> _THE DATA_
####################

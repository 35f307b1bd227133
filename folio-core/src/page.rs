//! Page identifiers.
//!
//! A page is a single mutable key/value namespace with its own commit
//! history. Pages are grouped per application under a namespace string.

use serde::{Deserialize, Serialize};

/// Length of a page identifier in bytes.
pub const PAGE_ID_SIZE: usize = 16;

/// Fixed-size opaque identifier for a page.
#[derive(Debug, Clone, Copy, PartialEq, Eq, Hash, PartialOrd, Ord, Serialize, Deserialize)]
pub struct PageId([u8; PAGE_ID_SIZE]);

impl PageId {
    /// Create a new PageId from raw bytes.
    pub fn new(bytes: [u8; PAGE_ID_SIZE]) -> Self {
        Self(bytes)
    }

    /// Parse from a byte slice; the slice must be exactly 16 bytes.
    pub fn from_slice(bytes: &[u8]) -> Option<Self> {
        if bytes.len() != PAGE_ID_SIZE {
            return None;
        }
        let mut arr = [0u8; PAGE_ID_SIZE];
        arr.copy_from_slice(bytes);
        Some(Self(arr))
    }

    /// Get raw bytes.
    pub fn as_bytes(&self) -> &[u8; PAGE_ID_SIZE] {
        &self.0
    }

    /// Convert to hexadecimal string.
    pub fn to_hex(&self) -> String {
        hex::encode(self.0)
    }
}

impl std::fmt::Display for PageId {
    fn fmt(&self, f: &mut std::fmt::Formatter<'_>) -> std::fmt::Result {
        write!(f, "{}", self.to_hex())
    }
}

/// A (namespace, page) pair, the unit the eviction manager tracks.
#[derive(Debug, Clone, PartialEq, Eq, Hash, PartialOrd, Ord, Serialize, Deserialize)]
pub struct PageRef {
    /// Per-application namespace.
    pub namespace: String,
    /// Page identifier within the namespace.
    pub page_id: PageId,
}

impl PageRef {
    pub fn new(namespace: impl Into<String>, page_id: PageId) -> Self {
        Self {
            namespace: namespace.into(),
            page_id,
        }
    }
}

impl std::fmt::Display for PageRef {
    fn fmt(&self, f: &mut std::fmt::Formatter<'_>) -> std::fmt::Result {
        write!(f, "{}/{}", self.namespace, self.page_id)
    }
}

####################

> _REQUIRED ACTION_
Working from the listing above, pick out every line that has "PartialEq" and copy it.

> _ANSWER SECTION_
#[derive(Debug, Clone, Copy, PartialEq, Eq, Hash, PartialOrd, Ord, Serialize, Deserialize)]
#[derive(Debug, Clone, PartialEq, Eq, Hash, PartialOrd, Ord, Serialize, Deserialize)]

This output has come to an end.